Question

Sketch the graph of the function. Choose a scale that allows all relative extrema and points of inflection to be identified on the graph. \(y=2 x^{2}-4 x+1\)

Short answer

The graph of the function \(y=2x^{2}-4x+1\) is a parabola opening upwards. The vertex of the graph is at point (1,-1) and the axis of symmetry is \(x=1\).

Step-by-step solution

Analyze the parabolic function

A parabolic function of form \(y=ax^{2}+bx+c\) has a vertex \((h,k)\) determined by the formula \(h= -b/2a\).

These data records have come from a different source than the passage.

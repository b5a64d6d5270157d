//! WGS84 geodesy: metre/angle conversions, ellipsoid projections and the
//! local-to-ECEF transforms written into `tileset.json`.

pub mod ecef;
pub mod ellipsoid;

pub use ecef::{
    east_north_up_to_fixed_frame, from_radians, heading_pitch_roll_to_fixed_frame,
    identity_transform, wgs84_transform,
};
pub use ellipsoid::{Cartographic, Ellipsoid};

/// Radians of longitude per metre at the equator.
const LON_PER_METER: f64 = 0.000_000_156_785;
/// Radians of latitude per metre.
const LAT_PER_METER: f64 = 0.000_000_157_891;

/// Longitude extent (radians) covered by `meters` at `latitude` (radians).
pub fn meters_to_longitude(meters: f64, latitude: f64) -> f64 {
    meters * LON_PER_METER / latitude.cos()
}

/// Latitude extent (radians) covered by `meters`.
pub fn meters_to_latitude(meters: f64) -> f64 {
    meters * LAT_PER_METER
}

pub fn longitude_to_meters(lon_diff: f64, latitude: f64) -> f64 {
    lon_diff / LON_PER_METER * latitude.cos()
}

pub fn latitude_to_meters(lat_diff: f64) -> f64 {
    lat_diff / LAT_PER_METER
}

#[cfg(test)]
mod tests {
    use super::*;
    use approx::{assert_abs_diff_eq, assert_relative_eq};

    #[test]
    fn latitude_is_linear_in_metres() {
        assert_relative_eq!(meters_to_latitude(200.0), 200.0 * 0.000000157891);
        assert_relative_eq!(latitude_to_meters(meters_to_latitude(123.0)), 123.0);
    }

    #[test]
    fn longitude_widens_away_from_equator() {
        let at_equator = meters_to_longitude(200.0, 0.0);
        let at_60 = meters_to_longitude(200.0, 60f64.to_radians());
        assert_relative_eq!(at_equator, 200.0 * 0.000000156785);
        assert_relative_eq!(at_60, 2.0 * at_equator, max_relative = 1e-12);
    }

    #[test]
    fn transform_translation_recovers_position() {
        let e = Ellipsoid::wgs84();
        for &lon in &[-3.0, -1.2, 0.0, 0.7, 2.119_659_998_099_6, 3.1] {
            for &lat in &[-1.5, -0.6, 0.0, 0.543_224_178_326_409, 1.2, 1.5] {
                for &h in &[0.0, 125.5, 10_000.0] {
                    let m = wgs84_transform(lon, lat, h);
                    let c = e
                        .cartesian_to_cartographic(glam::DVec3::new(m[12], m[13], m[14]))
                        .unwrap();
                    assert_abs_diff_eq!(c.longitude, lon, epsilon = 1e-6);
                    assert_abs_diff_eq!(c.latitude, lat, epsilon = 1e-6);
                    assert_abs_diff_eq!(c.height, h, epsilon = 1e-6);
                }
            }
        }
    }

    #[test]
    fn longitude_round_trip() {
        let lat = 0.543_224_178_326_409;
        let d = meters_to_longitude(87.5, lat);
        assert_relative_eq!(longitude_to_meters(d, lat), 87.5, max_relative = 1e-12);
    }
}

With \(a=2\) and \(b=-4\), calculate the value of \(h=-(-4)/2*2 = 1\).

Identify Vertex point

Now, using \(h=1\), get the \(y\)-coordinate of which is the value of \(k\), by substituting \(h\) into the function: \(k=2*(1)^{2}-4*1+1 = -1\). The vertex of the function is \((1,-1)\).

Identify Axis of symmetry

The axis of symmetry of a parabola equation \(y = ax^{2} + bx + c\) is the vertical line \(x = h\). So, for this function, the axis of symmetry is \(x=1\).

Sketch the graph

Plot the points, make sure to mark the vertex and axis of symmetry. Start at the vertex (1,-1), and because the coefficient \(a\) of \(x^{2}\) is positive, the parabola opens upwards. Draw a smooth, u-shaped curve.